Despite all the acts of oppression for which the dictatorship was responsible during its rule, there was a remarkable absence of petty financial corruption which can reach quite large amounts in Latin American countries. That was most clear in the dying months of the regime when privatisation measures were rushed through before the introduction of democracy and the will of the people again began to be predominant in Chilean society. One might deplore any such measures being rushed through before the new democratic era can begin and before people can express their wishes through the ballot box, but no matter how much one might deplore the privatisation scramble, it does not seem to be marked by obvious corruption of the kind that one might expect in a Latin American country.
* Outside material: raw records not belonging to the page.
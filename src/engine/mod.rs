//! Comparison engine
//!
//! Runs every registered, non-skipped assessor over two codebases and turns
//! the outcomes into weighted totals and a winner.
//!
//! # Architecture
//!
//! ```text
//! ┌─────────────────────────────────────────────────────────┐
//! │                   ComparisonEngine                      │
//! ├─────────────────────────────────────────────────────────┤
//! │  1. Validate both inputs are directories                │
//! │  2. For each assessor (registry order, skips removed):  │
//! │       assess(first), assess(second)                     │
//! │       errors / panics / NaN → 0.0 + failure detail      │
//! │  3. Normalize each side's raw scores                    │
//! │  4. Apply weights, sum totals, decide row winners       │
//! └─────────────────────────────────────────────────────────┘
//! ```
//!
//! Assessors run sequentially. A failing assessor never aborts the comparison:
//! its row shows 0.0 and a detail naming the failure.

use crate::assessors::{AssessorRegistry, RegisteredAssessor};
use crate::config::{SkipList, WeightMap};
use crate::error::{BenchError, BenchResult};
use crate::models::{AssessmentOutcome, RawMetrics, Winner};
use crate::scoring::normalize_scores;
use indexmap::IndexMap;
use serde_json::{json, Value};
use std::path::{Path, PathBuf};
use std::time::Instant;
use tracing::{debug, error, info, warn};

/// Progress callback: (assessor name, completed runs, total runs)
pub type ProgressCallback = Box<dyn Fn(&str, usize, usize) + Send + Sync>;

/// Orchestrates one two-codebase comparison.
pub struct ComparisonEngine {
    registry: AssessorRegistry,
    weights: WeightMap,
    skip: SkipList,
    progress_callback: Option<ProgressCallback>,
}

impl ComparisonEngine {
    pub fn new(registry: AssessorRegistry) -> Self {
        Self {
            registry,
            weights: WeightMap::default(),
            skip: SkipList::default(),
            progress_callback: None,
        }
    }

    pub fn with_weights(mut self, weights: WeightMap) -> Self {
        self.weights = weights;
        self
    }

    pub fn with_skip(mut self, skip: SkipList) -> Self {
        self.skip = skip;
        self
    }

    /// Set a progress callback
    pub fn with_progress_callback(mut self, callback: ProgressCallback) -> Self {
        self.progress_callback = Some(callback);
        self
    }

    /// Assessors that will run, in registry order.
    pub fn active_assessors(&self) -> Vec<&RegisteredAssessor> {
        self.registry
            .iter()
            .filter(|entry| !self.skip.contains(&entry.name))
            .collect()
    }

    /// Compare two codebases.
    ///
    /// Fails only with `InvalidInput`, before any assessor runs.
    pub fn compare(&self, first: &Path, second: &Path) -> BenchResult<ComparisonReport> {
        let roots = [resolve_codebase(first)?, resolve_codebase(second)?];
        self.log_unknown_names();

        let active = self.active_assessors();
        let total_runs = active.len() * 2;
        info!(
            "Comparing {} vs {} across {} assessors",
            first.display(),
            second.display(),
            active.len()
        );

        let mut outcomes1 = IndexMap::new();
        let mut outcomes2 = IndexMap::new();
        let mut completed = 0;
        for entry in active {
            for (root, outcomes) in roots.iter().zip([&mut outcomes1, &mut outcomes2]) {
                let outcome = run_assessor(entry, root);
                outcomes.insert(entry.name.clone(), outcome);
                completed += 1;
                if let Some(ref callback) = self.progress_callback {
                    callback(&entry.name, completed, total_runs);
                }
            }
        }

        let first = CodebaseResults::new(first, outcomes1);
        let second = CodebaseResults::new(second, outcomes2);
        Ok(ComparisonReport::build(first, second, self.weights.clone()))
    }

    fn log_unknown_names(&self) {
        for name in self.weights.unknown_names(|n| self.registry.contains(n)) {
            debug!(
                "Weight for '{}' has no effect: {}",
                name,
                BenchError::NotFound(name.to_string())
            );
        }
        for name in self.skip.names() {
            if !self.registry.contains(name) {
                debug!("Skipping '{}' is a no-op: not registered", name);
            }
        }
    }
}

/// Absolute form of a codebase directory. Assessors change their working
/// directory when running tools, so relative roots would not survive.
fn resolve_codebase(path: &Path) -> BenchResult<PathBuf> {
    if !path.is_dir() {
        return Err(BenchError::InvalidInput(format!(
            "'{}' is not a directory",
            path.display()
        )));
    }
    std::fs::canonicalize(path).map_err(|e| {
        BenchError::InvalidInput(format!("Cannot resolve '{}': {}", path.display(), e))
    })
}

/// Run one assessor, containing errors, panics and non-finite scores.
fn run_assessor(entry: &RegisteredAssessor, path: &Path) -> AssessmentOutcome {
    let name = entry.name.as_str();
    let start = Instant::now();
    let result =
        std::panic::catch_unwind(std::panic::AssertUnwindSafe(|| entry.assessor.assess(path)));
    let elapsed = start.elapsed().as_millis();

    let reason = match result {
        Ok(Ok(mut outcome)) => {
            if outcome.score.is_finite() {
                let (low, high) = outcome.confidence_interval;
                if !(low.is_finite() && high.is_finite()) {
                    debug!("{} returned a non-finite interval; dropping it", name);
                    outcome.confidence_interval = (outcome.score, outcome.score);
                }
                debug!(
                    "{} scored {:.2} on {} in {}ms",
                    name,
                    outcome.score,
                    path.display(),
                    elapsed
                );
                return outcome;
            }
            format!("returned a non-finite score ({})", outcome.score)
        }
        Ok(Err(e)) => format!("{:#}", e),
        Err(panic_info) => {
            let panic_msg = if let Some(s) = panic_info.downcast_ref::<&str>() {
                s.to_string()
            } else if let Some(s) = panic_info.downcast_ref::<String>() {
                s.clone()
            } else {
                "Unknown panic".to_string()
            };
            format!("panicked: {}", panic_msg)
        }
    };

    let failure = BenchError::AssessorFailure {
        assessor: name.to_string(),
        reason: reason.clone(),
    };
    error!("{} (on {})", failure, path.display());
    AssessmentOutcome::failure(name, reason)
}

/// Everything measured for one codebase.
#[derive(Debug, Clone)]
pub struct CodebaseResults {
    pub path: PathBuf,
    /// Outcomes keyed by display name, in run order
    pub outcomes: IndexMap<String, AssessmentOutcome>,
    pub normalized_scores: IndexMap<String, f64>,
    /// Sum of normalized score × weight
    pub total: f64,
}

impl CodebaseResults {
    fn new(path: &Path, outcomes: IndexMap<String, AssessmentOutcome>) -> Self {
        let raw: IndexMap<String, f64> = outcomes
            .iter()
            .map(|(name, outcome)| (name.clone(), outcome.score))
            .collect();
        Self {
            path: path.to_path_buf(),
            outcomes,
            normalized_scores: normalize_scores(&raw),
            total: 0.0,
        }
    }

    /// Last path component, for display
    pub fn label(&self) -> String {
        self.path
            .file_name()
            .map(|n| n.to_string_lossy().into_owned())
            .unwrap_or_else(|| self.path.display().to_string())
    }

    pub fn raw_scores(&self) -> IndexMap<String, f64> {
        self.outcomes
            .iter()
            .map(|(name, o)| (name.clone(), o.score))
            .collect()
    }

    pub fn details(&self) -> IndexMap<String, Vec<String>> {
        self.outcomes
            .iter()
            .map(|(name, o)| (name.clone(), o.details.clone()))
            .collect()
    }

    pub fn raw_metrics(&self) -> IndexMap<String, RawMetrics> {
        self.outcomes
            .iter()
            .map(|(name, o)| (name.clone(), o.raw_metrics.clone()))
            .collect()
    }

    pub fn confidence_intervals(&self) -> IndexMap<String, (f64, f64)> {
        self.outcomes
            .iter()
            .map(|(name, o)| (name.clone(), o.confidence_interval))
            .collect()
    }

    /// Every assessor scored exactly zero (and at least one ran).
    pub fn appears_empty(&self) -> bool {
        !self.outcomes.is_empty() && self.outcomes.values().all(|o| o.score == 0.0)
    }
}

/// One assessor's line in the comparison.
#[derive(Debug, Clone, PartialEq)]
pub struct ComparisonRow {
    pub name: String,
    pub weight: f64,
    pub weighted1: f64,
    pub weighted2: f64,
    pub winner: Winner,
}

/// Result of one comparison.
#[derive(Debug, Clone)]
pub struct ComparisonReport {
    pub first: CodebaseResults,
    pub second: CodebaseResults,
    pub rows: Vec<ComparisonRow>,
    pub weights: WeightMap,
    pub winner: Winner,
}

impl ComparisonReport {
    fn build(mut first: CodebaseResults, mut second: CodebaseResults, weights: WeightMap) -> Self {
        let mut rows = Vec::with_capacity(first.outcomes.len());
        for name in first.outcomes.keys() {
            let weight = weights.weight_for(name);
            let weighted1 = first.normalized_scores.get(name).copied().unwrap_or(0.0) * weight;
            let weighted2 = second.normalized_scores.get(name).copied().unwrap_or(0.0) * weight;
            rows.push(ComparisonRow {
                name: name.clone(),
                weight,
                weighted1,
                weighted2,
                winner: Winner::decide(weighted1, weighted2),
            });
        }

        first.total = rows.iter().map(|r| r.weighted1).sum();
        second.total = rows.iter().map(|r| r.weighted2).sum();

        for side in [&first, &second] {
            if side.appears_empty() {
                warn!(
                    "{} appears to be empty or has no analyzable code",
                    side.path.display()
                );
            }
        }

        let winner = Winner::decide(first.total, second.total);
        info!(
            "Totals: {:.2} vs {:.2} ({:?})",
            first.total, second.total, winner
        );
        Self {
            first,
            second,
            rows,
            weights,
            winner,
        }
    }

    pub fn total_gap(&self) -> f64 {
        (self.first.total - self.second.total).abs()
    }

    /// How far apart the totals are, as a comparative phrase.
    pub fn assessment_phrase(&self) -> &'static str {
        match self.total_gap() {
            gap if gap > 10.0 => "significantly better",
            gap if gap > 5.0 => "moderately better",
            gap if gap > 2.0 => "slightly better",
            _ => "very similar to",
        }
    }

    /// Result bundle stored with each recorded run.
    pub fn results_bundle(&self) -> Value {
        json!({
            "details1": self.first.details(),
            "details2": self.second.details(),
            "raw_metrics1": self.first.raw_metrics(),
            "raw_metrics2": self.second.raw_metrics(),
            "raw_scores1": self.first.raw_scores(),
            "raw_scores2": self.second.raw_scores(),
            "normalized_scores1": self.first.normalized_scores,
            "normalized_scores2": self.second.normalized_scores,
        })
    }

    /// Export document: totals and inputs plus the full result bundle.
    pub fn export_document(&self) -> Value {
        let mut doc = json!({
            "codebase1": self.first.path.display().to_string(),
            "codebase2": self.second.path.display().to_string(),
            "total_score1": self.first.total,
            "total_score2": self.second.total,
        });
        if let (Value::Object(doc), Value::Object(bundle)) = (&mut doc, self.results_bundle()) {
            doc.extend(bundle);
            doc.insert(
                "confidence_intervals1".into(),
                json!(self.first.confidence_intervals()),
            );
            doc.insert(
                "confidence_intervals2".into(),
                json!(self.second.confidence_intervals()),
            );
            doc.insert("weights".into(), json!(self.weights.entries()));
            doc.insert("winner".into(), json!(self.winner));
        }
        doc
    }
}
That great strength underlies and underpins the progress towards democracy, and it is most clear in the work of the electoral commission. I had the great pleasure of meeting the organiser of the recent referendum, who will also organise the next election. I was left in no doubt about the electoral commission's integrity and ability to conduct a democratic, fair and clean election in Chile, if it is allowed to do so.

Despite those strengths, there are also problems to which I believe that our Government should be paying attention. Some of the problems are internal--for example, the difficulty that a new democratic Government in Chile will face in reconciling the need for stability in the new political framework with the satisfaction of social demands. Unions have been oppressed and hounded to a disgraceful extent, but they will find their voice in the new democratic context and the Chilean Government will have to reconcile that with the need to maintain stability.

There will be the perceived problem concerning those responsible for human rights violations, but here again the distinctive character of Chilean political culture will come to the rescue. To some extent, the Pinochet regime in the past has been able to cover human rights abuses with a veil of legality and thus has exploited respect for the legal process which exists in Chile. It is that very respect for the legal process--that tradition of legality--which will be the undoing of those who were responsible for the abuses in the past as the legal system in Chile takes its course unhindered by those who wish to cover up past abuses.

There will be problems, too, in the new political framework after democracy. There are questions hanging over the readiness of those on the far Right, who have had a clear run for the past decade and a half, to reconcile themselves not just to the outcome of democracy in Chile, but to the full vigour of democracy in Chile.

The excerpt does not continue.